The word "enum" may appear in lines of the data; say how many such lines there are, with nothing beyond the number.

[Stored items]
=== Section Start ===
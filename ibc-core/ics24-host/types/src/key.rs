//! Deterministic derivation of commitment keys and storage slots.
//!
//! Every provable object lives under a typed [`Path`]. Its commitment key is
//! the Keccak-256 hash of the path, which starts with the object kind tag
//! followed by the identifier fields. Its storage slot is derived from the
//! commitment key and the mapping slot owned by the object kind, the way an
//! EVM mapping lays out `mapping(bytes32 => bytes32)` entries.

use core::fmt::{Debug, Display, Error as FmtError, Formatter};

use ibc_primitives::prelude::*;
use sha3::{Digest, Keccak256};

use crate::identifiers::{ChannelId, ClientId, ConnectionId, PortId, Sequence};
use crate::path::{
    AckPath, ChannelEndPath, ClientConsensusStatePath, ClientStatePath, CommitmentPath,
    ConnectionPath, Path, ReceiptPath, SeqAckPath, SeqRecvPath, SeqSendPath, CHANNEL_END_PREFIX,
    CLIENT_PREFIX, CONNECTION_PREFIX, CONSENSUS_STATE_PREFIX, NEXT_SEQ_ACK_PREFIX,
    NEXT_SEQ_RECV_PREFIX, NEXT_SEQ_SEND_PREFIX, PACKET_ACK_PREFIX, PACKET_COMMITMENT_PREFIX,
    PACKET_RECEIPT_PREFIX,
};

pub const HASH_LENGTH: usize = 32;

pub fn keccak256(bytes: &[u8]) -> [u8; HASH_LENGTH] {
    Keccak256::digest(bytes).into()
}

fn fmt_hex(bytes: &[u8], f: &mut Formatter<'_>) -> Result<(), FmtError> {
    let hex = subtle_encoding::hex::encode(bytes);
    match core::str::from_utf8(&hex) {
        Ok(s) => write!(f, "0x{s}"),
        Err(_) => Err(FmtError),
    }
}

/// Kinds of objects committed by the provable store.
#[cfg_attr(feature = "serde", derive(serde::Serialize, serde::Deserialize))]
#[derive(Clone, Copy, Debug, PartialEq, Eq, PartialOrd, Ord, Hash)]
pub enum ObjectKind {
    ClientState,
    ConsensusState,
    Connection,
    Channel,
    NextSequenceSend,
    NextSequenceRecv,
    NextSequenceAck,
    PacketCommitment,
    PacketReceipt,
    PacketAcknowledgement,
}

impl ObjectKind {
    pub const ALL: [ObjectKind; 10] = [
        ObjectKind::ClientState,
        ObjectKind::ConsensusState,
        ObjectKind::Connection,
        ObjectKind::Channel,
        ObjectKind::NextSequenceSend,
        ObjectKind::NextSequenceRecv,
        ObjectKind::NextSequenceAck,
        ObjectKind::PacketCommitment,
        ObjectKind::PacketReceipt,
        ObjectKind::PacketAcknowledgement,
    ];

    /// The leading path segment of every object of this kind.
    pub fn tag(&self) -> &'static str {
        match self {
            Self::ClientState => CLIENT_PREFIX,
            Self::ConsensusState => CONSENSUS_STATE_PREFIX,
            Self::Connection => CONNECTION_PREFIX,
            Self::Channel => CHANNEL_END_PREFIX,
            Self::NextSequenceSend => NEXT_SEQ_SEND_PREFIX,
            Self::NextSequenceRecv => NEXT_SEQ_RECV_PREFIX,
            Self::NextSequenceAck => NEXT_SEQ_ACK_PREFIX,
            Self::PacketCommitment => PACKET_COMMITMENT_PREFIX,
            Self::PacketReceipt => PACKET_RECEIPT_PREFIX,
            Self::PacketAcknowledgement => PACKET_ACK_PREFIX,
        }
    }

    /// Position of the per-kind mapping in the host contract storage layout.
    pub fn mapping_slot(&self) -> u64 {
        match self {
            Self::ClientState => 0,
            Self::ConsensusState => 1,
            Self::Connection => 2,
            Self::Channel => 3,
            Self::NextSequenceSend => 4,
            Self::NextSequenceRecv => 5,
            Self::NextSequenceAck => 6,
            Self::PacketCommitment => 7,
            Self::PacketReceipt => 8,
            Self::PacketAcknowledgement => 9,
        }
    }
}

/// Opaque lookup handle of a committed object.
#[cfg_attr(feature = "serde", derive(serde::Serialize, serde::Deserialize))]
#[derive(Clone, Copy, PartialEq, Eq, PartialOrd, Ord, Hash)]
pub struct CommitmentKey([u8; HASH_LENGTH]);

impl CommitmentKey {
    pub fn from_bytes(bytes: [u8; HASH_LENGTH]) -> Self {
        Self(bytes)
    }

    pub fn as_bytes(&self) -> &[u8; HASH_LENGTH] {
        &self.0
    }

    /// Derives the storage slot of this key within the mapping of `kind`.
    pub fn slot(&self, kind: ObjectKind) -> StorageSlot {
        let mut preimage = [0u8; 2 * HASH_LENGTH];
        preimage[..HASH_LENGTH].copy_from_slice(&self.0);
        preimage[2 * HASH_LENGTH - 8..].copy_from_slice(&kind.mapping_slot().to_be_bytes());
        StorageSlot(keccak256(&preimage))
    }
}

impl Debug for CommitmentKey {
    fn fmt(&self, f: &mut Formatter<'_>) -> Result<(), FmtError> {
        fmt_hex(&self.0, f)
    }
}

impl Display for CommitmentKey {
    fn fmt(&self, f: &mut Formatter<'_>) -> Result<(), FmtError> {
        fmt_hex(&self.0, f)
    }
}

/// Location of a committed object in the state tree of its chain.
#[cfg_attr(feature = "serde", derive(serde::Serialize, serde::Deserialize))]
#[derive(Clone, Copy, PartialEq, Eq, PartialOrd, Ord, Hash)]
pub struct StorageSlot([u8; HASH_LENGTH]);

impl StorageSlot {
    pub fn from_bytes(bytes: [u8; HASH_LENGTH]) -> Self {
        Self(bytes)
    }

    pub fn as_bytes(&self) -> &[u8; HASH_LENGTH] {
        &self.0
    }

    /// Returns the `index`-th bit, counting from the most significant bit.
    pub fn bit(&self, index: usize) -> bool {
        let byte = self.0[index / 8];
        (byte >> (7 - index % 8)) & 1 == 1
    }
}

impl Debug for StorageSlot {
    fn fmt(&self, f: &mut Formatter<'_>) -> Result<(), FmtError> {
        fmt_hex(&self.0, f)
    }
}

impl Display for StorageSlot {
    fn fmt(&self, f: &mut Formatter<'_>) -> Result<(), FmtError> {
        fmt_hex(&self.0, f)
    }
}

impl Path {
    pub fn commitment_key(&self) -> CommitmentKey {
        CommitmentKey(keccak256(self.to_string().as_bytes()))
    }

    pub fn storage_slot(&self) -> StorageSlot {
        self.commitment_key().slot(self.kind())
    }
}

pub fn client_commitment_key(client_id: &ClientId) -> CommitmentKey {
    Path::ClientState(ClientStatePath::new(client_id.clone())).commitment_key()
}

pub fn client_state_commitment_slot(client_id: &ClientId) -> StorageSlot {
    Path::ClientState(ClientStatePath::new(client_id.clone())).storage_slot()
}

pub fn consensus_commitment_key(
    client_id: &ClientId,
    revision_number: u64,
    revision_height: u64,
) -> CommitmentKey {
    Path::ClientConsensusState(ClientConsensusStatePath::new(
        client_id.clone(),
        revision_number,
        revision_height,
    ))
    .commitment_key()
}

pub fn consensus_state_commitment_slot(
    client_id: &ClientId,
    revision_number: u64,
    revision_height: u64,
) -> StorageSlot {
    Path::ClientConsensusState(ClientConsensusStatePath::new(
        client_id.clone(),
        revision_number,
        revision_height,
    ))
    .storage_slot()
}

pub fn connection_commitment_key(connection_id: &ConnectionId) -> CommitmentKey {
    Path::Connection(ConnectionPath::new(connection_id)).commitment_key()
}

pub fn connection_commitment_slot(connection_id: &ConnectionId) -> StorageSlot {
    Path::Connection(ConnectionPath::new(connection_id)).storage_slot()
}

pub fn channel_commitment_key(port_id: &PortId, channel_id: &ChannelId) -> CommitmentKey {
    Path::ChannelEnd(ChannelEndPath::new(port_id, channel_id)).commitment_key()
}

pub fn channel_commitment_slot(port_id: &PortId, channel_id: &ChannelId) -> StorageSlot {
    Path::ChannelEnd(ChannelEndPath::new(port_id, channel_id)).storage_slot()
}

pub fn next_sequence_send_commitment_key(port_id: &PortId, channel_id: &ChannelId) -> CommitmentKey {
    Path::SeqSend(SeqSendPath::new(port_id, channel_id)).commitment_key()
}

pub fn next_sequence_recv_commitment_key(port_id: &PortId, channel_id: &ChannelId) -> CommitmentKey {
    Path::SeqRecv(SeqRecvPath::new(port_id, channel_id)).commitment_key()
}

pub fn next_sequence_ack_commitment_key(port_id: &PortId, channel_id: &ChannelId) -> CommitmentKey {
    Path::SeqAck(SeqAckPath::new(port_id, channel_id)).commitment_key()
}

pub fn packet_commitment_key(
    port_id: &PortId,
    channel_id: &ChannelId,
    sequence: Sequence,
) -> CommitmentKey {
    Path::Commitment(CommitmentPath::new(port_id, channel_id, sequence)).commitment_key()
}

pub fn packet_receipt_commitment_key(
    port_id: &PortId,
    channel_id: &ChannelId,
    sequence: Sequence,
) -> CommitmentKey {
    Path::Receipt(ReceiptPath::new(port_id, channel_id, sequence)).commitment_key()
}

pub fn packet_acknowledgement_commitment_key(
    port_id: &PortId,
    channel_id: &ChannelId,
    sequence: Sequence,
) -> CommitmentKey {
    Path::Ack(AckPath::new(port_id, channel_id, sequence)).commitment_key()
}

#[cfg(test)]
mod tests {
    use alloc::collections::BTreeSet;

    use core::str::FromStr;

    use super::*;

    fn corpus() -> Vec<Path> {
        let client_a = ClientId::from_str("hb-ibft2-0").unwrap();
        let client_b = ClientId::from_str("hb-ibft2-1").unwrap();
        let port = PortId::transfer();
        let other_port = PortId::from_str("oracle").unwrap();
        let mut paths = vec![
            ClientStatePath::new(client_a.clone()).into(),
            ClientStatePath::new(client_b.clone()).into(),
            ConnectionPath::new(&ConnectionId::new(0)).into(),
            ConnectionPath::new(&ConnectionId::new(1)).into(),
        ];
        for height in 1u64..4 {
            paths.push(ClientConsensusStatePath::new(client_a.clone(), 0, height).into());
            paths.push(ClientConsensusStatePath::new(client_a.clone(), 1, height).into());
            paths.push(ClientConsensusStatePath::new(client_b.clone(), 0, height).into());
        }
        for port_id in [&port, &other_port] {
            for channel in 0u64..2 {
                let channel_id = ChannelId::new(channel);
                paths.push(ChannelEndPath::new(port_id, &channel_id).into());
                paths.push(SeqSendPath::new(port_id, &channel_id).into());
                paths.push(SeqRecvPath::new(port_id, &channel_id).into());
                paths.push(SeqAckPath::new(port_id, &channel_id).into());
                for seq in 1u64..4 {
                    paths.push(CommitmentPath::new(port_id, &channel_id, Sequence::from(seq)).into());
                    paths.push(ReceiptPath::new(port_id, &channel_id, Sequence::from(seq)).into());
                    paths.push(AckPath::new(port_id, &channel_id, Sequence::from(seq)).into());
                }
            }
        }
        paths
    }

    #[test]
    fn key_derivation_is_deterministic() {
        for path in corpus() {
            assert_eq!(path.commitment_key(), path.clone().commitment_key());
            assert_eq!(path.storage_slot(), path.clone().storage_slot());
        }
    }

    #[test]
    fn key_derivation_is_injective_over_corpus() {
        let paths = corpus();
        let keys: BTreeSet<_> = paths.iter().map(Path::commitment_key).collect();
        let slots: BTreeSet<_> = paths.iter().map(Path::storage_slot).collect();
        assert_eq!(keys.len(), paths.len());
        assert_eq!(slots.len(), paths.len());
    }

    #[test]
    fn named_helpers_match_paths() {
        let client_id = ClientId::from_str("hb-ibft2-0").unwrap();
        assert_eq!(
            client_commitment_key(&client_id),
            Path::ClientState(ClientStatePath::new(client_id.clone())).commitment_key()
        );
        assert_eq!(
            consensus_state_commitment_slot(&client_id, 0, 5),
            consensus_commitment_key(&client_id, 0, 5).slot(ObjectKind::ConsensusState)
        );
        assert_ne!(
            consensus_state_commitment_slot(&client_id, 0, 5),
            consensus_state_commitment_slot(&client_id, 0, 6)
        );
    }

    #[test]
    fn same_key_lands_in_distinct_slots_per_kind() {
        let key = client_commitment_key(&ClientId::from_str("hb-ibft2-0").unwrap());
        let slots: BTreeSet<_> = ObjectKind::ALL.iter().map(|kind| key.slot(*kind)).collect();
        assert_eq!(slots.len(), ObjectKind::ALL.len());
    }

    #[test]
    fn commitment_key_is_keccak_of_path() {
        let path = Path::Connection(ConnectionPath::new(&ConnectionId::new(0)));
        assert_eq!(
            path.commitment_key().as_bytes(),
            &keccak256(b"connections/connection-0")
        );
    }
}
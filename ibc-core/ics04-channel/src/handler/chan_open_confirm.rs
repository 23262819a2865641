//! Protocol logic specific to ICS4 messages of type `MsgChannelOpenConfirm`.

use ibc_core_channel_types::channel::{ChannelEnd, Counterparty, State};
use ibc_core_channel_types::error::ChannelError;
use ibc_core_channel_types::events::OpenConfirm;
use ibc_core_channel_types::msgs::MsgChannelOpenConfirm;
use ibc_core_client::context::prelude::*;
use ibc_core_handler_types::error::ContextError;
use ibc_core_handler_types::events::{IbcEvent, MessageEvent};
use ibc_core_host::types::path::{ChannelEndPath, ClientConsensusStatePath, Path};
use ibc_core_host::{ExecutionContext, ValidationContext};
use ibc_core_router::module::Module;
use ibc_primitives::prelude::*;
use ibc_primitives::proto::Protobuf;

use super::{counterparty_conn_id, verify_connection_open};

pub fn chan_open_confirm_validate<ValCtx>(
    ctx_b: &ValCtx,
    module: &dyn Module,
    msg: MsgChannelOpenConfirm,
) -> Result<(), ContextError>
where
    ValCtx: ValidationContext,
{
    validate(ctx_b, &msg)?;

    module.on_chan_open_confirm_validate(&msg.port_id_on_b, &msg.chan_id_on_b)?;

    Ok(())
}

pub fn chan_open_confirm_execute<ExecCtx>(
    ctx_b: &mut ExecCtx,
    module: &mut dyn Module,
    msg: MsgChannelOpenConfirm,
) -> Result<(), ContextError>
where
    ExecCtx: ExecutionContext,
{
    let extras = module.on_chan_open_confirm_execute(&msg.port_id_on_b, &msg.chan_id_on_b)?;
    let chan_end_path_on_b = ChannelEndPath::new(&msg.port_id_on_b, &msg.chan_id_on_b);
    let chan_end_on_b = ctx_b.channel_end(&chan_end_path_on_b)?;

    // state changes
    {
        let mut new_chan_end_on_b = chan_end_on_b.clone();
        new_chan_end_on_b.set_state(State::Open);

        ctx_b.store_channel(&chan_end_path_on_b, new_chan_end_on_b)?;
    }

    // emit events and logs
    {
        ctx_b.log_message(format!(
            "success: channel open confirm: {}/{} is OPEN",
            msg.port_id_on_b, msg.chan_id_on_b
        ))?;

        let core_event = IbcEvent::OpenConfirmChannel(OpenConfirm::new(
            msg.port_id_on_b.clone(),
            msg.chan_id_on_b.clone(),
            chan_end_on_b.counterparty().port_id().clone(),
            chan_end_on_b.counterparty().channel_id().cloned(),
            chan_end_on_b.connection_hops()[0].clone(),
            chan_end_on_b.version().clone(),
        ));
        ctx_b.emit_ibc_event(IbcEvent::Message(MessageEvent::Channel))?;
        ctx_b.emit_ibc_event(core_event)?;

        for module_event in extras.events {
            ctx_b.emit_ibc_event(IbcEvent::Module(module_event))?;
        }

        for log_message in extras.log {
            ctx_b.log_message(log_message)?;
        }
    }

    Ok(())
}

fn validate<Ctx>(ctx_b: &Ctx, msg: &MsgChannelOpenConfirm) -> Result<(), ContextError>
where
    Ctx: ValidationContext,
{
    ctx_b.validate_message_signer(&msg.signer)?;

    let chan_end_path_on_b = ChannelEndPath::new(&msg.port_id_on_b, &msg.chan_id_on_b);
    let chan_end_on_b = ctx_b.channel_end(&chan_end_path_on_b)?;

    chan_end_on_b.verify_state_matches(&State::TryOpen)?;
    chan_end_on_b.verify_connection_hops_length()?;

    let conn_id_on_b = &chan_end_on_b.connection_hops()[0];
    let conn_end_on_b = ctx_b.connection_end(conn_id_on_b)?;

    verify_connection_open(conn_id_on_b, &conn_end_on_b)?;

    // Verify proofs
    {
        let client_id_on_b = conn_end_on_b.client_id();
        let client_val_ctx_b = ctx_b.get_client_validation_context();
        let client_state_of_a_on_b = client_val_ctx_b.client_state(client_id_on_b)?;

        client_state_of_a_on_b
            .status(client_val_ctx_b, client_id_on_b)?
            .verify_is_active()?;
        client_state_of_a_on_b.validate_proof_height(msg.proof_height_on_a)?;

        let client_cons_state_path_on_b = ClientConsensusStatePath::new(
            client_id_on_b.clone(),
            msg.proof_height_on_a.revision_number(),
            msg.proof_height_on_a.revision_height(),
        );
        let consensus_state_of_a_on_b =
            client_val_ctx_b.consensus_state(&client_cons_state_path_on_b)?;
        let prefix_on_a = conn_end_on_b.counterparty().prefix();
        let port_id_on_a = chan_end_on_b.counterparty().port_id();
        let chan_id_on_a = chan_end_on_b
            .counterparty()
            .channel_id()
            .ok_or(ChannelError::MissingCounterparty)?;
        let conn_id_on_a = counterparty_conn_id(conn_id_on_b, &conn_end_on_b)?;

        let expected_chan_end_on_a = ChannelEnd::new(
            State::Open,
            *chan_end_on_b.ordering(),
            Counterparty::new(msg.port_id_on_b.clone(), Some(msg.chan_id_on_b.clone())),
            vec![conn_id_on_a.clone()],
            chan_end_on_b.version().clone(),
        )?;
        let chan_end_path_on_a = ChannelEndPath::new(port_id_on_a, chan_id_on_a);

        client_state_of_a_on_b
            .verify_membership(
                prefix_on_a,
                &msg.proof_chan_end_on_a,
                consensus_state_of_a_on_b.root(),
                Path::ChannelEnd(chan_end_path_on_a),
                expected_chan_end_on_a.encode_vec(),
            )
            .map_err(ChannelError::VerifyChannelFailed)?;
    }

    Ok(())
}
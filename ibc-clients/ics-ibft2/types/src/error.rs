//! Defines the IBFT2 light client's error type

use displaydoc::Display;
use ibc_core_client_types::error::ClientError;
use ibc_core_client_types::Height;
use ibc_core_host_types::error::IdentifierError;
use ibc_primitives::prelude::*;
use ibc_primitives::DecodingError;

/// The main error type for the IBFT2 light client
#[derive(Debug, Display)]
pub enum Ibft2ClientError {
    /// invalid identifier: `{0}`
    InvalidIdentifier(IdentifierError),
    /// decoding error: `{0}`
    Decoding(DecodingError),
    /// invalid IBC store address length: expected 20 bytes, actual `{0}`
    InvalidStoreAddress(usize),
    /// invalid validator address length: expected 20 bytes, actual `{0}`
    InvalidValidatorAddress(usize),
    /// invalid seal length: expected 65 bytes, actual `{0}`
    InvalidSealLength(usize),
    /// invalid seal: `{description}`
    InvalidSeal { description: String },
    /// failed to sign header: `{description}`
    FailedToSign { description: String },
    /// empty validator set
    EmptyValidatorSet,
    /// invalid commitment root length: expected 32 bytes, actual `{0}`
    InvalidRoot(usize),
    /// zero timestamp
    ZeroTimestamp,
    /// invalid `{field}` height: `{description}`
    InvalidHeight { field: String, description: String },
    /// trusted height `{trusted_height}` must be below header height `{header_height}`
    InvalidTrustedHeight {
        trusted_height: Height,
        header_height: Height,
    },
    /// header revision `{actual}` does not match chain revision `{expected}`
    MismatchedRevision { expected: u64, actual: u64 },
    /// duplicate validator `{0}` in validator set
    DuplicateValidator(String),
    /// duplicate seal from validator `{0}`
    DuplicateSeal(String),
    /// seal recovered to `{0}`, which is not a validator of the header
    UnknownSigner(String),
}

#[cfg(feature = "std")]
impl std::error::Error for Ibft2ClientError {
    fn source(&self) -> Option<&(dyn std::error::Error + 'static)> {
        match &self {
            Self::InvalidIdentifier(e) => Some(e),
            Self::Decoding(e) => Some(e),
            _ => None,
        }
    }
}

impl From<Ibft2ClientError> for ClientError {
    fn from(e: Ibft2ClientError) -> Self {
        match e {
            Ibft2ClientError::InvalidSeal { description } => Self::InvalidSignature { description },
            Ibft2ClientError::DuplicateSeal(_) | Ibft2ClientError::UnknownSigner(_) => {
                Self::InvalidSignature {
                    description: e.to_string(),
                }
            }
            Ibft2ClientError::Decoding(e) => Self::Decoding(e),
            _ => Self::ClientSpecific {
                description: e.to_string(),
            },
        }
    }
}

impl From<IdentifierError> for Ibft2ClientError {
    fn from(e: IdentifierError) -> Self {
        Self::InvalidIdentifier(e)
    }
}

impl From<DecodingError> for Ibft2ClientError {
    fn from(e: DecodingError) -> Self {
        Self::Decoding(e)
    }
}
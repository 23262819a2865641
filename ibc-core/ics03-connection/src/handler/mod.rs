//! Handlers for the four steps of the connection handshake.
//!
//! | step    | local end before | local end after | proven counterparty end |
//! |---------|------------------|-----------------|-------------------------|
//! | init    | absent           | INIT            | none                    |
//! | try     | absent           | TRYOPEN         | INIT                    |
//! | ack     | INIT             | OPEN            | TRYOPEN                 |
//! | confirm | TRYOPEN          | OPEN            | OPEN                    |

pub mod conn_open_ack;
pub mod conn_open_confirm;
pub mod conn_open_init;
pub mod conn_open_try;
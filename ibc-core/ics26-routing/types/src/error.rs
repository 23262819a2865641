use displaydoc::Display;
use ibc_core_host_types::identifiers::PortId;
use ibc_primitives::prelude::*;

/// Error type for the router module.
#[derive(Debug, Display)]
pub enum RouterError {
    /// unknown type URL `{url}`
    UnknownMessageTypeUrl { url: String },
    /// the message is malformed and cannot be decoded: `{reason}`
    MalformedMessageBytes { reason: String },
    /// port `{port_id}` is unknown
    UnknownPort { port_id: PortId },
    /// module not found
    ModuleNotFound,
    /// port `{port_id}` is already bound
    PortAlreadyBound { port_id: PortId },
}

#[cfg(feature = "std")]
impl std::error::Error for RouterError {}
=== Section End ===
RESULT BELOW:
3